#### WHAT IS BEING ASKED
What you return must match the records character for character.

#### DATA TO USE
- - - - -

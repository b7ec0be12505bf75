//! Autorun tasks: scheduled compensation days and timetable/schedule overrides
//!
//! A task applies to the scopes listed in its `scope` field. Task content is
//! kind-specific JSON:
//!
//! ```text
//! Compensation  { date, useDate }       work on `date` following `useDate`'s timetable
//! Timetable     { date, timetableId }   use another timetable on `date`
//! Schedule      { date, schedule }      per-scope course schedule for `date`
//! All           { date, schedule }      global course schedule for `date`
//! ```

use serde::{Deserialize, Serialize};
use serde_json::Value;
use tracing::{debug, warn};

use crate::error::ScopeError;
use crate::scope::normalize;
use crate::source::envelope_items;

/// Kind of autorun task, serialised as its numeric code
#[derive(Debug, Clone, Copy, PartialEq, Eq, Hash, Serialize, Deserialize)]
#[serde(try_from = "u8", into = "u8")]
pub enum AutorunType {
    Compensation,
    Timetable,
    Schedule,
    All,
}

impl AutorunType {
    pub const ALL_TYPES: [AutorunType; 4] = [Self::Compensation, Self::Timetable, Self::Schedule, Self::All];

    pub fn code(self) -> u8 {
        match self {
            Self::Compensation => 0,
            Self::Timetable => 1,
            Self::Schedule => 2,
            Self::All => 3,
        }
    }

    /// Display label
    pub fn label(self) -> &'static str {
        match self {
            Self::Compensation => "调休",
            Self::Timetable => "作息表调整",
            Self::Schedule => "课程表调整",
            Self::All => "全部调整",
        }
    }
}

impl TryFrom<u8> for AutorunType {
    type Error = String;

    fn try_from(code: u8) -> Result<Self, Self::Error> {
        Self::ALL_TYPES
            .into_iter()
            .find(|t| t.code() == code)
            .ok_or_else(|| format!("Unknown autorun type: {}", code))
    }
}

impl From<AutorunType> for u8 {
    fn from(t: AutorunType) -> Self {
        t.code()
    }
}

impl std::fmt::Display for AutorunType {
    fn fmt(&self, f: &mut std::fmt::Formatter<'_>) -> std::fmt::Result {
        write!(f, "{}", self.label())
    }
}

/// Lifecycle status, controlled by the backend
///
/// Statuses outside the known three are kept verbatim in `Other`.
#[derive(Debug, Clone, PartialEq, Eq, Serialize, Deserialize, Default)]
#[serde(from = "String", into = "String")]
pub enum TaskStatus {
    #[default]
    Pending,
    Active,
    Expired,
    Other(String),
}

impl TaskStatus {
    pub fn label(&self) -> &str {
        match self {
            Self::Pending => "待生效",
            Self::Active => "生效中",
            Self::Expired => "已过期",
            Self::Other(s) => s,
        }
    }
}

impl From<String> for TaskStatus {
    fn from(s: String) -> Self {
        match s.as_str() {
            "待生效" => Self::Pending,
            "生效中" => Self::Active,
            "已过期" => Self::Expired,
            _ => Self::Other(s),
        }
    }
}

impl From<TaskStatus> for String {
    fn from(status: TaskStatus) -> Self {
        status.label().to_string()
    }
}

impl std::fmt::Display for TaskStatus {
    fn fmt(&self, f: &mut std::fmt::Formatter<'_>) -> std::fmt::Result {
        write!(f, "{}", self.label())
    }
}

/// Known timetables as (id, label)
pub const TIMETABLES: [(&str, &str); 3] = [("default", "默认作息表"), ("exam", "考试周作息表"), ("summer", "暑期作息表")];

/// Label of a timetable id, or the id itself when unknown
pub fn timetable_label(id: &str) -> &str {
    TIMETABLES
        .iter()
        .find(|(key, _)| *key == id)
        .map(|(_, label)| *label)
        .unwrap_or(id)
}

/// An autorun task
#[derive(Debug, Clone, PartialEq, Serialize, Deserialize)]
pub struct AutorunTask {
    pub id: String,
    #[serde(rename = "type")]
    pub kind: AutorunType,
    #[serde(default)]
    pub scope: Vec<String>,
    #[serde(default = "empty_content")]
    pub content: Value,
    #[serde(default)]
    pub priority: f64,
    #[serde(default)]
    pub status: TaskStatus,
}

fn empty_content() -> Value {
    Value::Object(Default::default())
}

impl AutorunTask {
    /// Build a task from a loosely shaped backend record
    ///
    /// The id comes from `hashid`, falling back to `id`; `scope` may be a list
    /// or a single string; a non-numeric `priority` becomes 0; a missing or
    /// empty `status` is pending.
    pub fn from_backend(record: &Value) -> Result<Self, ScopeError> {
        debug!("AutorunTask::from_backend: called");
        let id = ["hashid", "id"]
            .iter()
            .filter_map(|key| record.get(*key))
            .find_map(|v| match v {
                Value::String(s) => Some(s.clone()),
                Value::Number(n) => Some(n.to_string()),
                _ => None,
            })
            .ok_or_else(|| ScopeError::InvalidResponse("autorun record has no id".to_string()))?;

        let code = record
            .get("type")
            .and_then(Value::as_u64)
            .and_then(|c| u8::try_from(c).ok())
            .ok_or_else(|| ScopeError::InvalidResponse(format!("autorun record {} has no valid type", id)))?;
        let kind = AutorunType::try_from(code).map_err(ScopeError::InvalidResponse)?;

        let scope = match record.get("scope") {
            Some(Value::Array(items)) => items.iter().filter_map(|v| v.as_str().map(str::to_string)).collect(),
            Some(Value::String(s)) if !s.is_empty() => vec![s.clone()],
            _ => Vec::new(),
        };

        let content = match record.get("content") {
            Some(v @ Value::Object(_)) => v.clone(),
            _ => empty_content(),
        };

        let priority = match record.get("priority") {
            Some(Value::Number(n)) => n.as_f64().unwrap_or(0.0),
            Some(Value::String(s)) => s.trim().parse::<f64>().ok().filter(|f| f.is_finite()).unwrap_or(0.0),
            _ => 0.0,
        };

        let status = match record.get("status") {
            Some(Value::String(s)) if !s.is_empty() => TaskStatus::from(s.clone()),
            _ => TaskStatus::default(),
        };
        if let TaskStatus::Other(raw) = &status {
            warn!(%id, status = %raw, "AutorunTask::from_backend: unknown status");
        }

        Ok(Self {
            id,
            kind,
            scope,
            content,
            priority,
            status,
        })
    }

    /// The task's scope with duplicates and covered entries removed
    pub fn normalized_scope(&self) -> Vec<String> {
        normalize(&self.scope)
    }

    fn content_str(&self, key: &str) -> &str {
        self.content.get(key).and_then(Value::as_str).unwrap_or("?")
    }
}

/// Parse the tasks in a `{ "data": [...] }` envelope or bare array
///
/// Records without an id or a known type are skipped with a warning.
pub fn tasks_from_payload(payload: Value) -> Vec<AutorunTask> {
    envelope_items(payload)
        .iter()
        .enumerate()
        .filter_map(|(index, record)| match AutorunTask::from_backend(record) {
            Ok(task) => Some(task),
            Err(e) => {
                warn!(index, error = %e, "tasks_from_payload: skipping record");
                None
            }
        })
        .collect()
}

/// One-line description of a task's content for listings
pub fn summarize_content(task: &AutorunTask) -> String {
    let date = task.content_str("date");
    match task.kind {
        AutorunType::Compensation => format!("{} 上 {} 的课", date, task.content_str("useDate")),
        AutorunType::Timetable => format!("{} 使用作息表：{}", date, timetable_label(task.content_str("timetableId"))),
        AutorunType::Schedule => format!("为 {} 设置课程表（班级/范围见生效域）", date),
        AutorunType::All => format!("全局为 {} 设置课程表", date),
    }
}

- - - - -

#### TASK RESULT
repository b7ec0be12505bf75
//! Autorun tasks: scheduled compensation days and timetable/schedule overrides
//!
//! A task applies to the scopes listed in its `scope` field. Task content is
//! kind-specific JSON:
//!
//! ```text
//! Compensation  { date, useDate }       work on `date` following `useDate`'s timetable
//! Timetable     { date, timetableId }   use another timetable on `date`
//! Schedule      { date, schedule }      per-scope course schedule for `date`
//! All           { date, schedule }      global course schedule for `date`
//! ```

use serde::{Deserialize, Serialize};
use serde_json::Value;
use tracing::{debug, warn};

use crate::error::ScopeError;
use crate::scope::normalize;
use crate::source::envelope_items;

/// Kind of autorun task, serialised as its numeric code
#[derive(Debug, Clone, Copy, PartialEq, Eq, Hash, Serialize, Deserialize)]
#[serde(try_from = "u8", into = "u8")]
pub enum AutorunType {
    Compensation,
    Timetable,
    Schedule,
    All,
}

impl AutorunType {
    pub const ALL_TYPES: [AutorunType; 4] = [Self::Compensation, Self::Timetable, Self::Schedule, Self::All];

    pub fn code(self) -> u8 {
        match self {
            Self::Compensation => 0,
            Self::Timetable => 1,
            Self::Schedule => 2,
            Self::All => 3,
        }
    }

    /// Display label
    pub fn label(self) -> &'static str {
        match self {
            Self::Compensation => "调休",
            Self::Timetable => "作息表调整",
            Self::Schedule => "课程表调整",
            Self::All => "全部调整",
        }
    }
}

impl TryFrom<u8> for AutorunType {
    type Error = String;

    fn try_from(code: u8) -> Result<Self, Self::Error> {
        Self::ALL_TYPES
            .into_iter()
            .find(|t| t.code() == code)
            .ok_or_else(|| format!("Unknown autorun type: {}", code))
    }
}

impl From<AutorunType> for u8 {
    fn from(t: AutorunType) -> Self {
        t.code()
    }
}

impl std::fmt::Display for AutorunType {
    fn fmt(&self, f: &mut std::fmt::Formatter<'_>) -> std::fmt::Result {
        write!(f, "{}", self.label())
    }
}

/// Lifecycle status, controlled by the backend
///
/// Statuses outside the known three are kept verbatim in `Other`.
#[derive(Debug, Clone, PartialEq, Eq, Serialize, Deserialize, Default)]
#[serde(from = "String", into = "String")]
pub enum TaskStatus {
    #[default]
    Pending,
    Active,
    Expired,
    Other(String),
}

impl TaskStatus {
    pub fn label(&self) -> &str {
        match self {
            Self::Pending => "待生效",
            Self::Active => "生效中",
            Self::Expired => "已过期",
            Self::Other(s) => s,
        }
    }
}

impl From<String> for TaskStatus {
    fn from(s: String) -> Self {
        match s.as_str() {
            "待生效" => Self::Pending,
            "生效中" => Self::Active,
            "已过期" => Self::Expired,
            _ => Self::Other(s),
        }
    }
}

impl From<TaskStatus> for String {
    fn from(status: TaskStatus) -> Self {
        status.label().to_string()
    }
}

impl std::fmt::Display for TaskStatus {
    fn fmt(&self, f: &mut std::fmt::Formatter<'_>) -> std::fmt::Result {
        write!(f, "{}", self.label())
    }
}

/// Known timetables as (id, label)
pub const TIMETABLES: [(&str, &str); 3] = [("default", "默认作息表"), ("exam", "考试周作息表"), ("summer", "暑期作息表")];

/// Label of a timetable id, or the id itself when unknown
pub fn timetable_label(id: &str) -> &str {
    TIMETABLES
        .iter()
        .find(|(key, _)| *key == id)
        .map(|(_, label)| *label)
        .unwrap_or(id)
}

/// An autorun task
#[derive(Debug, Clone, PartialEq, Serialize, Deserialize)]
pub struct AutorunTask {
    pub id: String,
    #[serde(rename = "type")]
    pub kind: AutorunType,
    #[serde(default)]
    pub scope: Vec<String>,
    #[serde(default = "empty_content")]
    pub content: Value,
    #[serde(default)]
    pub priority: f64,
    #[serde(default)]
    pub status: TaskStatus,
}

fn empty_content() -> Value {
    Value::Object(Default::default())
}

impl AutorunTask {
    /// Build a task from a loosely shaped backend record
    ///
    /// The id comes from `hashid`, falling back to `id`; `scope` may be a list
    /// or a single string; a non-numeric `priority` becomes 0; a missing or
    /// empty `status` is pending.
    pub fn from_backend(record: &Value) -> Result<Self, ScopeError> {
        debug!("AutorunTask::from_backend: called");
        let id = ["hashid", "id"]
            .iter()
            .filter_map(|key| record.get(*key))
            .find_map(|v| match v {
                Value::String(s) => Some(s.clone()),
                Value::Number(n) => Some(n.to_string()),
                _ => None,
            })
            .ok_or_else(|| ScopeError::InvalidResponse("autorun record has no id".to_string()))?;

        let code = record
            .get("type")
            .and_then(Value::as_u64)
            .and_then(|c| u8::try_from(c).ok())
            .ok_or_else(|| ScopeError::InvalidResponse(format!("autorun record {} has no valid type", id)))?;
        let kind = AutorunType::try_from(code).map_err(ScopeError::InvalidResponse)?;

        let scope = match record.get("scope") {
            Some(Value::Array(items)) => items.iter().filter_map(|v| v.as_str().map(str::to_string)).collect(),
            Some(Value::String(s)) if !s.is_empty() => vec![s.clone()],
            _ => Vec::new(),
        };

        let content = match record.get("content") {
            Some(v @ Value::Object(_)) => v.clone(),
            _ => empty_content(),
        };

        let priority = match record.get("priority") {
            Some(Value::Number(n)) => n.as_f64().unwrap_or(0.0),
            Some(Value::String(s)) => s.trim().parse::<f64>().ok().filter(|f| f.is_finite()).unwrap_or(0.0),
            _ => 0.0,
        };

        let status = match record.get("status") {
            Some(Value::String(s)) if !s.is_empty() => TaskStatus::from(s.clone()),
            _ => TaskStatus::default(),
        };
        if let TaskStatus::Other(raw) = &status {
            warn!(%id, status = %raw, "AutorunTask::from_backend: unknown status");
        }

        Ok(Self {
            id,
            kind,
            scope,
            content,
            priority,
            status,
        })
    }

    /// The task's scope with duplicates and covered entries removed
    pub fn normalized_scope(&self) -> Vec<String> {
        normalize(&self.scope)
    }

    fn content_str(&self, key: &str) -> &str {
        self.content.get(key).and_then(Value::as_str).unwrap_or("?")
    }
}

/// Parse the tasks in a `{ "data": [...] }` envelope or bare array
///
/// Records without an id or a known type are skipped with a warning.
pub fn tasks_from_payload(payload: Value) -> Vec<AutorunTask> {
    envelope_items(payload)
        .iter()
        .enumerate()
        .filter_map(|(index, record)| match AutorunTask::from_backend(record) {
            Ok(task) => Some(task),
            Err(e) => {
                warn!(index, error = %e, "tasks_from_payload: skipping record");
                None
            }
        })
        .collect()
}

/// One-line description of a task's content for listings
pub fn summarize_content(task: &AutorunTask) -> String {
    let date = task.content_str("date");
    match task.kind {
        AutorunType::Compensation => format!("{} 上 {} 的课", date, task.content_str("useDate")),
        AutorunType::Timetable => format!("{} 使用作息表：{}", date, timetable_label(task.content_str("timetableId"))),
        AutorunType::Schedule => format!("为 {} 设置课程表（班级/范围见生效域）", date),
        AutorunType::All => format!("全局为 {} 设置课程表", date),
    }
}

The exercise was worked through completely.